The DEQ’s decision must provide a permanent fix to the 367 GALLONS of polluted water that leak EVERY MINUTE from the 837-acre coal ash pond complexes outside the power plant. The companies are lobbying to simply “cap” the ponds in place, but a permanent fix involves removing all coal ash in contact with the groundwater. The DEQ’s decision will impact local ranchers, power plant workers, and taxpayers around the state.
WHY IS EXCAVATION IMPORTANT?
The bottom 10-30 feet of the 1&2 ponds are submerged in groundwater. No matter what liner is beneath the ponds, water will run through the bottom layers of coal ash, pick up heavy metals and sulfates, and spread these pollutants out into the aquifer.

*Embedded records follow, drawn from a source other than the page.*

//! Investor-side records: users, wallets, holdings and the movement journal.

use crate::{LedgerTxId, OrderId, PropertyId, TransactionId, UnknownVariant, UserId};
use chrono::{DateTime, Utc};
use rust_decimal::Decimal;
use serde::{Deserialize, Serialize};

/// A platform user. Only the fields settlement and reconciliation read.
#[derive(Debug, Clone, PartialEq, Eq, Serialize, Deserialize)]
pub struct User {
    pub id: UserId,
    pub email: Option<String>,
    pub created_at: DateTime<Utc>,
}

impl User {
    pub fn new(email: Option<String>) -> Self {
        Self {
            id: UserId::new(),
            email,
            created_at: Utc::now(),
        }
    }

    /// Identity passed to the ledger: the email, or the user id without one.
    pub fn ledger_identity(&self) -> String {
        self.email.clone().unwrap_or_else(|| self.id.to_string())
    }
}

/// Cash wallet, one per user.
#[derive(Debug, Clone, PartialEq, Serialize, Deserialize)]
pub struct Wallet {
    pub user_id: UserId,
    /// Never negative.
    pub cash_balance: Decimal,
    pub updated_at: DateTime<Utc>,
}

impl Wallet {
    /// Create an empty wallet.
    pub fn empty(user_id: UserId) -> Self {
        Self {
            user_id,
            cash_balance: Decimal::ZERO,
            updated_at: Utc::now(),
        }
    }

    /// Check if the wallet can cover a withdrawal of `amount`.
    pub fn has_sufficient_funds(&self, amount: Decimal) -> bool {
        self.cash_balance >= amount
    }
}

/// A user's cumulative token balance in one property.
#[derive(Debug, Clone, PartialEq, Eq, Serialize, Deserialize)]
pub struct Holding {
    pub user_id: UserId,
    pub property_id: PropertyId,
    pub tokens: i64,
    pub updated_at: DateTime<Utc>,
}

impl Holding {
    pub fn new(user_id: UserId, property_id: PropertyId, tokens: i64) -> Self {
        Self {
            user_id,
            property_id,
            tokens,
            updated_at: Utc::now(),
        }
    }
}

/// Type of cash or token movement.
#[derive(Debug, Clone, Copy, PartialEq, Eq, Hash, Serialize, Deserialize)]
#[serde(rename_all = "SCREAMING_SNAKE_CASE")]
pub enum TransactionType {
    /// Cash credited to a wallet.
    Deposit,
    /// Cash debited from a wallet.
    Withdrawal,
    /// Tokens issued to a holder.
    TokenMint,
}

impl TransactionType {
    /// Storage representation.
    pub fn as_str(&self) -> &'static str {
        match self {
            TransactionType::Deposit => "DEPOSIT",
            TransactionType::Withdrawal => "WITHDRAWAL",
            TransactionType::TokenMint => "TOKEN_MINT",
        }
    }

    /// Prefix of generated references for this movement type.
    pub fn reference_prefix(&self) -> &'static str {
        match self {
            TransactionType::Deposit => "DEP",
            TransactionType::Withdrawal => "WDR",
            TransactionType::TokenMint => "MINT",
        }
    }
}

impl std::str::FromStr for TransactionType {
    type Err = UnknownVariant;

    fn from_str(s: &str) -> Result<Self, Self::Err> {
        match s {
            "DEPOSIT" => Ok(TransactionType::Deposit),
            "WITHDRAWAL" => Ok(TransactionType::Withdrawal),
            "TOKEN_MINT" => Ok(TransactionType::TokenMint),
            other => Err(UnknownVariant::new("TransactionType", other)),
        }
    }
}

/// Append-only journal row for every cash or token movement.
#[derive(Debug, Clone, PartialEq, Serialize, Deserialize)]
pub struct Transaction {
    pub id: TransactionId,
    pub user_id: UserId,
    pub tx_type: TransactionType,
    pub amount: Decimal,
    /// Unique generated reference.
    pub reference: String,
    /// Order this movement settles, if any.
    pub order_id: Option<OrderId>,
    pub ledger_tx_id: Option<LedgerTxId>,
    pub created_at: DateTime<Utc>,
}

impl Transaction {
    /// Create a journal row with a fresh unique reference.
    pub fn new(user_id: UserId, tx_type: TransactionType, amount: Decimal) -> Self {
        let id = TransactionId::new();
        Self {
            id,
            user_id,
            tx_type,
            amount,
            reference: format!("{}-{}", tx_type.reference_prefix(), id.as_uuid().simple()),
            order_id: None,
            ledger_tx_id: None,
            created_at: Utc::now(),
        }
    }

    /// Correlate the row with an order.
    pub fn with_order(mut self, order_id: OrderId) -> Self {
        self.order_id = Some(order_id);
        self
    }

    /// Attach the ledger receipt this row marks as synced.
    pub fn with_ledger_tx(mut self, tx_id: LedgerTxId) -> Self {
        self.ledger_tx_id = Some(tx_id);
        self
    }

    /// Whether this row marks an order's mint as synced to the ledger.
    pub fn is_synced_mint_for(&self, order_id: OrderId) -> bool {
        self.tx_type == TransactionType::TokenMint
            && self.order_id == Some(order_id)
            && self.ledger_tx_id.is_some()
    }
}
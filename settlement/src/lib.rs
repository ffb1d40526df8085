//! PropLedger Settlement Engine
//!
//! Owns every invariant over token supply and cash balance. Each operation
//! that touches more than one record runs inside a single Ledger Store
//! transaction and either commits all of its effects or none.

pub mod config;
pub mod engine;
pub mod metrics;

pub use config::SettlementConfig;
pub use engine::{MintReceipt, OrderSettlement, SettlementEngine, SupplySnapshot, WalletReceipt};
pub use metrics::{SettlementMetrics, SettlementMetricsSnapshot, SharedSettlementMetrics};
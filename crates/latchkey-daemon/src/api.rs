//! Read-only HTTP status endpoint.
//!
//! ```text
//! /health    - liveness, version, relay state, uptime
//! ```

use std::net::SocketAddr;

use axum::Router;
use tokio::net::TcpListener;
use tower::ServiceBuilder;
use tower_http::trace::TraceLayer;
use tracing::{error, info};

use crate::state::SharedState;

pub mod health;

/// Creates the status router.
pub fn create_router(state: SharedState) -> Router {
    Router::new()
        .nest("/health", health::router())
        .layer(ServiceBuilder::new().layer(TraceLayer::new_for_http()))
        .with_state(state)
}

/// Bind `addr` and serve the status router in the background.
///
/// # Errors
///
/// Returns the bind error; failures after binding are logged.
pub async fn spawn(addr: SocketAddr, state: SharedState) -> std::io::Result<()> {
    let listener = TcpListener::bind(addr).await?;
    info!(%addr, "Status endpoint listening");
    tokio::spawn(async move {
        if let Err(e) = axum::serve(listener, create_router(state)).await {
            error!(error = %e, "Status endpoint stopped");
        }
    });
    Ok(())
}
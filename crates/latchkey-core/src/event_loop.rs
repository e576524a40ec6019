//! Sampling event loop.
//!
//! The loop wakes once per sampling interval, drains whatever the radar has
//! queued, and acts only on the most recent event. Bursty RF flapping
//! (enter/exit/enter inside one tick) collapses into a single actuation, and
//! the relay is never driven faster than the sampling cadence.

use std::time::Duration;

use tokio::sync::mpsc::error::TryRecvError;
use tokio::sync::watch;
use tracing::{debug, error, info};

use crate::config::{Config, RelayMode};
use crate::error::{LatchkeyError, Result};
use crate::gpio::OutputPin;
use crate::radar::EventStream;
use crate::relay::{Actuation, RelayActuator, RelayError, RelayState};
use crate::types::{Action, Event};

/// Timing and mode for the loop.
#[derive(Debug, Clone, Copy, PartialEq, Eq)]
pub struct LoopSettings {
    /// Time between two drains.
    pub sample_interval: Duration,
    /// Settle delay passed to every relay call.
    pub settle_delay: Duration,
    /// Latching or momentary relay.
    pub mode: RelayMode,
}

impl From<&Config> for LoopSettings {
    fn from(config: &Config) -> Self {
        Self {
            sample_interval: config.event_loop.sample_interval(),
            settle_delay: config.relay.settle_delay(),
            mode: config.relay.mode,
        }
    }
}

/// What one sampling tick did.
#[derive(Debug, Clone, PartialEq, Eq)]
pub enum Tick {
    /// Nothing was queued.
    Idle,
    /// The last queued event was acted on.
    Acted {
        /// The event that won.
        event: Event,
        /// How many events were drained in total.
        drained: usize,
    },
    /// The radar closed the stream. Any final batch was still acted on.
    Closed,
}

/// Drains the radar's queue on a fixed cadence and drives the relay.
///
/// The loop is the only owner of the [`RelayActuator`].
pub struct EventLoop<P> {
    events: EventStream,
    relay: RelayActuator<P>,
    settings: LoopSettings,
    observer: Option<watch::Sender<RelayState>>,
}

impl<P: OutputPin> EventLoop<P> {
    /// Create a loop over `events` driving `relay`.
    pub const fn new(events: EventStream, relay: RelayActuator<P>, settings: LoopSettings) -> Self {
        Self {
            events,
            relay,
            settings,
            observer: None,
        }
    }

    /// Publish the relay state after every tick.
    #[must_use]
    pub fn with_observer(mut self, observer: watch::Sender<RelayState>) -> Self {
        observer.send_replace(self.relay.state());
        self.observer = Some(observer);
        self
    }

    /// The relay being driven.
    pub const fn relay(&self) -> &RelayActuator<P> {
        &self.relay
    }

    /// Run until the radar closes the stream.
    ///
    /// # Errors
    ///
    /// Always ends with [`LatchkeyError::EventStreamClosed`]; the process is
    /// expected to exit and be restarted by its supervisor.
    pub async fn run(mut self) -> Result<()> {
        info!(
            interval_ms = self.settings.sample_interval.as_millis(),
            mode = ?self.settings.mode,
            relay = %self.relay,
            "Event loop started"
        );
        loop {
            if self.tick().await == Tick::Closed {
                error!("Event stream closed, stopping event loop");
                return Err(LatchkeyError::EventStreamClosed);
            }
        }
    }

    /// Sleep one interval, drain the queue, act on the last event.
    pub async fn tick(&mut self) -> Tick {
        tokio::time::sleep(self.settings.sample_interval).await;

        let mut last = None;
        let mut drained = 0;
        let closed = loop {
            match self.events.try_recv() {
                Ok(event) => {
                    drained += 1;
                    last = Some(event);
                }
                Err(TryRecvError::Empty) => break false,
                Err(TryRecvError::Disconnected) => break true,
            }
        };

        let tick = match last {
            Some(event) => {
                if drained > 1 {
                    debug!(drained, kept = %event, "Coalesced event burst");
                }
                self.act(&event).await;
                Tick::Acted { event, drained }
            }
            None => Tick::Idle,
        };
        self.publish();

        if closed {
            Tick::Closed
        } else {
            tick
        }
    }

    async fn act(&mut self, event: &Event) {
        let settle = self.settings.settle_delay;
        let result: std::result::Result<Actuation, RelayError> =
            match (self.settings.mode, event.action) {
                (RelayMode::Latching, Action::Entering) => self.relay.on(settle).await,
                (RelayMode::Latching, Action::Exiting) => self.relay.off(settle).await,
                (RelayMode::Momentary, Action::Entering) => self.relay.operate(settle).await,
                (RelayMode::Momentary, Action::Exiting) => Ok(Actuation::Unchanged),
            };

        match result {
            Ok(Actuation::Written) => {
                info!(actor = %event.actor, action = %event.action, state = %self.relay.state(), "Relay actuated");
            }
            Ok(outcome) => {
                debug!(actor = %event.actor, action = %event.action, ?outcome, "Relay left as is");
            }
            Err(e) => {
                error!(actor = %event.actor, action = %event.action, error = %e, "Relay actuation failed");
            }
        }
    }

    fn publish(&self) {
        if let Some(observer) = &self.observer {
            observer.send_replace(self.relay.state());
        }
    }
}
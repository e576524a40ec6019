//! Health check endpoint.

use axum::extract::State;
use axum::routing::get;
use axum::{Json, Router};
use latchkey_core::RelayState;
use serde::{Deserialize, Serialize};

use crate::state::SharedState;

/// Health check response.
#[derive(Debug, Clone, PartialEq, Eq, Serialize, Deserialize)]
pub struct HealthResponse {
    /// Service status.
    pub status: String,

    /// Service version from Cargo.toml.
    pub version: String,

    /// Relay state as of the last sampling tick.
    pub relay_state: RelayState,

    /// Seconds since startup.
    pub uptime_secs: u64,

    /// Number of allow-listed actors.
    pub known_actors: usize,
}

/// Creates the health router.
pub fn router() -> Router<SharedState> {
    Router::new().route("/", get(health_check))
}

/// `GET /health`
pub async fn health_check(State(state): State<SharedState>) -> Json<HealthResponse> {
    Json(HealthResponse {
        status: "ok".to_string(),
        version: env!("CARGO_PKG_VERSION").to_string(),
        relay_state: state.relay_state(),
        uptime_secs: state.uptime().as_secs(),
        known_actors: state.known_actors(),
    })
}
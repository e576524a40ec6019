//! Radio capability consumed by the proximity radar.
//!
//! Everything the radar needs from a BLE stack fits in [`Radio`]. The BlueZ
//! implementation lives in [`crate::bluetooth`]; tests use
//! [`crate::mock::MockRadio`].

use std::sync::Arc;
use std::time::Duration;

use async_trait::async_trait;
use thiserror::Error;
use tokio::sync::oneshot;
use uuid::Uuid;

/// Connection-state callback: `(identifier, connected)`.
///
/// Invoked on the radio's own execution context, from inside a Tokio runtime.
/// Implementations of the callback must not block.
pub type ConnectHandler = Arc<dyn Fn(String, bool) + Send + Sync>;

/// Resolves once the radio can no longer deliver connection changes to the
/// registered handler. A closed channel means the same thing.
pub type MonitorFailure = oneshot::Receiver<RadioError>;

/// Errors raised by a radio adapter.
#[derive(Debug, Error)]
pub enum RadioError {
    /// No adapter was found.
    #[error("no Bluetooth adapter found")]
    AdapterNotFound,

    /// The adapter could not be powered on.
    #[error("failed to enable Bluetooth adapter: {message}")]
    EnableFailed {
        /// Driver message.
        message: String,
    },

    /// Configuring, starting or stopping the advertisement failed.
    #[error("advertisement failed: {message}")]
    AdvertiseFailed {
        /// Driver message.
        message: String,
    },

    /// The identifier is not a valid radio address.
    #[error("invalid Bluetooth address: {address}")]
    InvalidAddress {
        /// Offending identifier.
        address: String,
    },

    /// Disconnecting a device failed.
    #[error("failed to disconnect {address}: {message}")]
    DisconnectFailed {
        /// Device address.
        address: String,
        /// Driver message.
        message: String,
    },

    /// The device does not expose the requested characteristic.
    #[error("{address} has no characteristic {uuid}")]
    CharacteristicNotFound {
        /// Device address.
        address: String,
        /// Characteristic UUID.
        uuid: Uuid,
    },

    /// Connection changes can no longer be observed.
    #[error("connection monitor failed: {message}")]
    MonitorFailed {
        /// Driver message.
        message: String,
    },

    /// Writing a characteristic failed.
    #[error("failed to write to {address}: {message}")]
    WriteFailed {
        /// Device address.
        address: String,
        /// Driver message.
        message: String,
    },
}

/// A BLE adapter acting as a discoverable peripheral.
#[async_trait]
pub trait Radio: Send + Sync + 'static {
    /// Power the adapter on.
    async fn enable(&self) -> Result<(), RadioError>;

    /// Start advertising `name` with `service` for up to `window`.
    async fn advertise(&self, name: &str, service: Uuid, window: Duration)
        -> Result<(), RadioError>;

    /// Stop the current advertisement.
    async fn stop_advertise(&self) -> Result<(), RadioError>;

    /// Register the connection-state callback, replacing any previous one.
    ///
    /// The returned receiver reports the death of whatever delivers the
    /// callbacks. Replacing the handler closes the previous receiver.
    fn set_connect_handler(&self, handler: ConnectHandler) -> MonitorFailure;

    /// Drop the connection to `identifier`.
    async fn disconnect(&self, identifier: &str) -> Result<(), RadioError>;

    /// Write `bytes` to `characteristic` on the connected device `identifier`.
    async fn write_characteristic(
        &self,
        identifier: &str,
        characteristic: Uuid,
        bytes: &[u8],
    ) -> Result<(), RadioError>;
}
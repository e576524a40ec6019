//! In-memory radio and GPIO doubles.
//!
//! Available in tests and behind the `mock-hardware` feature, which lets the
//! daemon run end to end on a machine without Bluetooth or GPIO hardware.

use std::collections::{HashMap, HashSet};
use std::sync::{Arc, Mutex, MutexGuard, PoisonError};
use std::time::Duration;

use async_trait::async_trait;
use tokio::sync::oneshot;
use uuid::Uuid;

use crate::gpio::{Gpio, GpioError, Level, OutputPin};
use crate::radio::{ConnectHandler, MonitorFailure, Radio, RadioError};

fn lock<T>(mutex: &Mutex<T>) -> MutexGuard<'_, T> {
    mutex.lock().unwrap_or_else(PoisonError::into_inner)
}

// ============================================================================
// GPIO
// ============================================================================

#[derive(Debug, Default)]
struct GpioInner {
    missing: HashSet<String>,
    unreadable: HashSet<String>,
    failing: HashSet<String>,
    levels: HashMap<String, Level>,
    writes: HashMap<String, Vec<Level>>,
    claims: Vec<String>,
}

/// A GPIO driver whose terminals live in memory.
///
/// Every terminal exists and reads low unless configured otherwise.
#[derive(Debug, Clone, Default)]
pub struct MockGpio {
    inner: Arc<Mutex<GpioInner>>,
}

impl MockGpio {
    /// All terminals present, low, writable.
    #[must_use]
    pub fn new() -> Self {
        Self::default()
    }

    /// Make `terminal` fail to claim.
    #[must_use]
    pub fn without_terminal(self, terminal: &str) -> Self {
        lock(&self.inner).missing.insert(terminal.to_string());
        self
    }

    /// Set the initial level of `terminal`.
    #[must_use]
    pub fn with_level(self, terminal: &str, level: Level) -> Self {
        lock(&self.inner).levels.insert(terminal.to_string(), level);
        self
    }

    /// Make reads of `terminal` fail.
    #[must_use]
    pub fn with_unreadable(self, terminal: &str) -> Self {
        lock(&self.inner).unreadable.insert(terminal.to_string());
        self
    }

    /// Toggle write failures on `terminal`.
    pub fn fail_writes(&self, terminal: &str, fail: bool) {
        let mut inner = lock(&self.inner);
        if fail {
            inner.failing.insert(terminal.to_string());
        } else {
            inner.failing.remove(terminal);
        }
    }

    /// Successful writes to `terminal`, oldest first.
    #[must_use]
    pub fn writes(&self, terminal: &str) -> Vec<Level> {
        lock(&self.inner)
            .writes
            .get(terminal)
            .cloned()
            .unwrap_or_default()
    }

    /// Terminals claimed so far, including failed attempts.
    #[must_use]
    pub fn claims(&self) -> Vec<String> {
        lock(&self.inner).claims.clone()
    }

    /// Current level of `terminal`.
    #[must_use]
    pub fn level(&self, terminal: &str) -> Level {
        lock(&self.inner)
            .levels
            .get(terminal)
            .copied()
            .unwrap_or(Level::Low)
    }
}

impl Gpio for MockGpio {
    type Pin = MockPin;

    fn claim(&self, terminal: &str) -> Result<MockPin, GpioError> {
        let mut inner = lock(&self.inner);
        inner.claims.push(terminal.to_string());
        if inner.missing.contains(terminal) {
            return Err(GpioError::NotPresent {
                terminal: terminal.to_string(),
            });
        }
        Ok(MockPin {
            name: terminal.to_string(),
            inner: Arc::clone(&self.inner),
        })
    }
}

/// A terminal handed out by [`MockGpio`].
#[derive(Debug)]
pub struct MockPin {
    name: String,
    inner: Arc<Mutex<GpioInner>>,
}

impl OutputPin for MockPin {
    fn name(&self) -> &str {
        &self.name
    }

    fn read(&self) -> Result<Level, GpioError> {
        let inner = lock(&self.inner);
        if inner.unreadable.contains(&self.name) {
            return Err(GpioError::InvalidLevel {
                terminal: self.name.clone(),
                value: "?".to_string(),
            });
        }
        Ok(inner.levels.get(&self.name).copied().unwrap_or(Level::Low))
    }

    fn write(&mut self, level: Level) -> Result<(), GpioError> {
        let mut inner = lock(&self.inner);
        if inner.failing.contains(&self.name) {
            return Err(GpioError::Io {
                terminal: self.name.clone(),
                source: std::io::Error::other("injected write failure"),
            });
        }
        inner.levels.insert(self.name.clone(), level);
        inner.writes.entry(self.name.clone()).or_default().push(level);
        Ok(())
    }
}

// ============================================================================
// Radio
// ============================================================================

#[derive(Default)]
struct RadioInner {
    enabled: bool,
    fail_enable: bool,
    advertising: bool,
    advertise_calls: usize,
    fail_advertise_after: Option<usize>,
    handler: Option<ConnectHandler>,
    monitor: Option<oneshot::Sender<RadioError>>,
    connected: HashSet<String>,
    disconnects: Vec<String>,
    writes: Vec<(String, Uuid, Vec<u8>)>,
}

/// A radio adapter driven by the test instead of the air.
///
/// [`signal`](Self::signal) plays the role of the BLE stack reporting a
/// connection change; `disconnect` calls made by the radar are recorded.
#[derive(Clone, Default)]
pub struct MockRadio {
    inner: Arc<Mutex<RadioInner>>,
}

impl std::fmt::Debug for MockRadio {
    fn fmt(&self, f: &mut std::fmt::Formatter<'_>) -> std::fmt::Result {
        let inner = lock(&self.inner);
        f.debug_struct("MockRadio")
            .field("enabled", &inner.enabled)
            .field("advertising", &inner.advertising)
            .field("has_handler", &inner.handler.is_some())
            .finish_non_exhaustive()
    }
}

impl MockRadio {
    /// A radio that accepts every call.
    #[must_use]
    pub fn new() -> Self {
        Self::default()
    }

    /// Make `enable` fail.
    #[must_use]
    pub fn failing_enable(self) -> Self {
        lock(&self.inner).fail_enable = true;
        self
    }

    /// Let `calls` advertisements succeed, then fail every one after.
    #[must_use]
    pub fn failing_advertise_after(self, calls: usize) -> Self {
        lock(&self.inner).fail_advertise_after = Some(calls);
        self
    }

    /// Report a connection change for `identifier` through the registered
    /// handler. Returns `false` if no handler is registered yet.
    pub fn signal(&self, identifier: &str, connected: bool) -> bool {
        let handler = {
            let mut inner = lock(&self.inner);
            if connected {
                inner.connected.insert(identifier.to_string());
            } else {
                inner.connected.remove(identifier);
            }
            inner.handler.clone()
        };
        handler.map_or(false, |handler| {
            handler(identifier.to_string(), connected);
            true
        })
    }

    /// Kill the connection monitor: the handler is dropped and the failure is
    /// reported to whoever registered it. Returns `false` if no handler is
    /// registered.
    pub fn fail_monitor(&self) -> bool {
        let monitor = {
            let mut inner = lock(&self.inner);
            inner.handler = None;
            inner.monitor.take()
        };
        monitor.map_or(false, |monitor| {
            let _ = monitor.send(RadioError::MonitorFailed {
                message: "injected monitor failure".to_string(),
            });
            true
        })
    }

    /// Whether `enable` has succeeded.
    #[must_use]
    pub fn is_enabled(&self) -> bool {
        lock(&self.inner).enabled
    }

    /// Whether an advertisement is currently running.
    #[must_use]
    pub fn is_advertising(&self) -> bool {
        lock(&self.inner).advertising
    }

    /// Number of `advertise` calls so far.
    #[must_use]
    pub fn advertise_calls(&self) -> usize {
        lock(&self.inner).advertise_calls
    }

    /// Identifiers the radar asked to disconnect, oldest first.
    #[must_use]
    pub fn disconnects(&self) -> Vec<String> {
        lock(&self.inner).disconnects.clone()
    }

    /// Characteristic writes, oldest first.
    #[must_use]
    pub fn writes(&self) -> Vec<(String, Uuid, Vec<u8>)> {
        lock(&self.inner).writes.clone()
    }
}

#[async_trait]
impl Radio for MockRadio {
    async fn enable(&self) -> Result<(), RadioError> {
        let mut inner = lock(&self.inner);
        if inner.fail_enable {
            return Err(RadioError::EnableFailed {
                message: "injected enable failure".to_string(),
            });
        }
        inner.enabled = true;
        Ok(())
    }

    async fn advertise(
        &self,
        _name: &str,
        _service: Uuid,
        _window: Duration,
    ) -> Result<(), RadioError> {
        let mut inner = lock(&self.inner);
        if inner
            .fail_advertise_after
            .is_some_and(|limit| inner.advertise_calls >= limit)
        {
            return Err(RadioError::AdvertiseFailed {
                message: "injected advertise failure".to_string(),
            });
        }
        inner.advertise_calls += 1;
        inner.advertising = true;
        Ok(())
    }

    async fn stop_advertise(&self) -> Result<(), RadioError> {
        lock(&self.inner).advertising = false;
        Ok(())
    }

    fn set_connect_handler(&self, handler: ConnectHandler) -> MonitorFailure {
        let (tx, rx) = oneshot::channel();
        let mut inner = lock(&self.inner);
        inner.handler = Some(handler);
        inner.monitor = Some(tx);
        rx
    }

    async fn disconnect(&self, identifier: &str) -> Result<(), RadioError> {
        let mut inner = lock(&self.inner);
        inner.connected.remove(identifier);
        inner.disconnects.push(identifier.to_string());
        Ok(())
    }

    async fn write_characteristic(
        &self,
        identifier: &str,
        characteristic: Uuid,
        bytes: &[u8],
    ) -> Result<(), RadioError> {
        let mut inner = lock(&self.inner);
        if !inner.connected.contains(identifier) {
            return Err(RadioError::WriteFailed {
                address: identifier.to_string(),
                message: "not connected".to_string(),
            });
        }
        inner
            .writes
            .push((identifier.to_string(), characteristic, bytes.to_vec()));
        Ok(())
    }
}
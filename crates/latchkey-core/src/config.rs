//! Application configuration management.
//!
//! Handles loading and validating latchkey configuration including:
//! - Bluetooth advertisement and connection pool settings
//! - The allow-list of known actors
//! - Event loop sampling cadence
//! - Relay terminals, delays and debounce windows
//! - Logging and status endpoint toggles
//!
//! Configuration is read once at startup and passed by reference into each
//! component's constructor. Nothing in the core reads global state.

use std::net::SocketAddr;
use std::path::{Path, PathBuf};
use std::time::Duration;

use once_cell::sync::Lazy;
use regex::Regex;
use serde::{Deserialize, Serialize};
use thiserror::Error;
use uuid::Uuid;

/// Environment variable that overrides the configuration file location.
pub const CONFIG_PATH_ENV: &str = "LATCHKEY_CONFIG";

/// Default advertised service UUID.
pub const DEFAULT_SERVICE_UUID: Uuid = Uuid::from_u128(0x6c61_7463_686b_6579_0001_0000_0000_0001);

/// Default characteristic used for out-of-band messages.
pub const DEFAULT_INDICATE_CHARACTERISTIC_UUID: Uuid =
    Uuid::from_u128(0x6c61_7463_686b_6579_0001_0000_0000_0002);

static MAC_ADDRESS: Lazy<Regex> = Lazy::new(|| {
    Regex::new(r"^([0-9A-Fa-f]{2}:){5}[0-9A-Fa-f]{2}$").expect("MAC address pattern is valid")
});

/// Errors that can occur while loading or validating configuration.
#[derive(Debug, Error)]
pub enum ConfigError {
    /// The configuration file does not exist.
    #[error("configuration file not found: {0}")]
    NotFound(String),

    /// The configuration file could not be read.
    #[error("failed to read {path}: {source}")]
    ReadError {
        /// Path that failed.
        path: String,
        /// Underlying I/O error.
        #[source]
        source: std::io::Error,
    },

    /// The configuration file is not valid TOML for this schema.
    #[error("failed to parse configuration: {0}")]
    ParseError(#[from] toml::de::Error),

    /// A single field failed validation.
    #[error("invalid `{field}`: {message}")]
    ValidationError {
        /// Dotted path of the offending field.
        field: String,
        /// What is wrong with it.
        message: String,
    },

    /// Several fields failed validation.
    #[error("{} configuration errors", .0.len())]
    MultipleValidationErrors(Vec<ConfigError>),
}

/// Result alias for configuration operations.
pub type ConfigResult<T> = std::result::Result<T, ConfigError>;

/// Returns `true` if `address` looks like `AA:BB:CC:DD:EE:FF`.
#[must_use]
pub fn is_valid_mac_address(address: &str) -> bool {
    MAC_ADDRESS.is_match(address)
}

/// Main application configuration.
#[derive(Debug, Clone, Default, PartialEq, Eq, Serialize, Deserialize)]
#[serde(default)]
pub struct Config {
    /// Radio advertisement and connection handling.
    pub bluetooth: BluetoothConfig,
    /// Allow-listed actors.
    pub actors: ActorsConfig,
    /// Sampling cadence of the event loop.
    pub event_loop: EventLoopConfig,
    /// Relay terminals and timing.
    pub relay: RelayConfig,
    /// Logging switches.
    pub logging: LoggingConfig,
    /// Optional read-only status endpoint.
    pub status: StatusConfig,
}

/// Bluetooth advertisement settings.
#[derive(Debug, Clone, PartialEq, Eq, Serialize, Deserialize)]
#[serde(default)]
pub struct BluetoothConfig {
    /// Local name carried in the advertisement.
    pub advertisement_name: String,
    /// How long each advertisement runs before it is restarted.
    pub advertisement_window_ms: u64,
    /// Advertised GATT service.
    pub service_uuid: Uuid,
    /// Characteristic written by out-of-band messages.
    pub indicate_characteristic_uuid: Uuid,
    /// Capacity of the presence event queue.
    pub connection_pool_size: usize,
    /// Grace period before an unknown actor is disconnected.
    pub unknown_disconnect_delay_ms: u64,
    /// Delay before a connection is kicked because the queue is full.
    pub flood_reject_delay_ms: u64,
}

impl Default for BluetoothConfig {
    fn default() -> Self {
        Self {
            advertisement_name: "latchkey".to_string(),
            advertisement_window_ms: 5_000,
            service_uuid: DEFAULT_SERVICE_UUID,
            indicate_characteristic_uuid: DEFAULT_INDICATE_CHARACTERISTIC_UUID,
            connection_pool_size: 10,
            unknown_disconnect_delay_ms: 3_000,
            flood_reject_delay_ms: 100,
        }
    }
}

The only proven way to control future releases of heavy metals and sulfates in this situation is to physically dig the ponds up. Digging up — or excavating — coal ash is a straightforward solution that removes the ash from the groundwater, eliminating the source of pollution. After excavating the coal ash, it must be moved to a lined landfill HIGH above the water table (“high and dry”) to prevent future contamination. Talen Energy has adjacent properties at the Colstrip 1 & 2 ponds where a new landfill could be constructed. The 1 & 2 ponds are currently sited in a valley that has been dammed up to form a giant reservoir. A “high and dry” solution is the only way to prevent long-term pollutants from being released to the aquifer.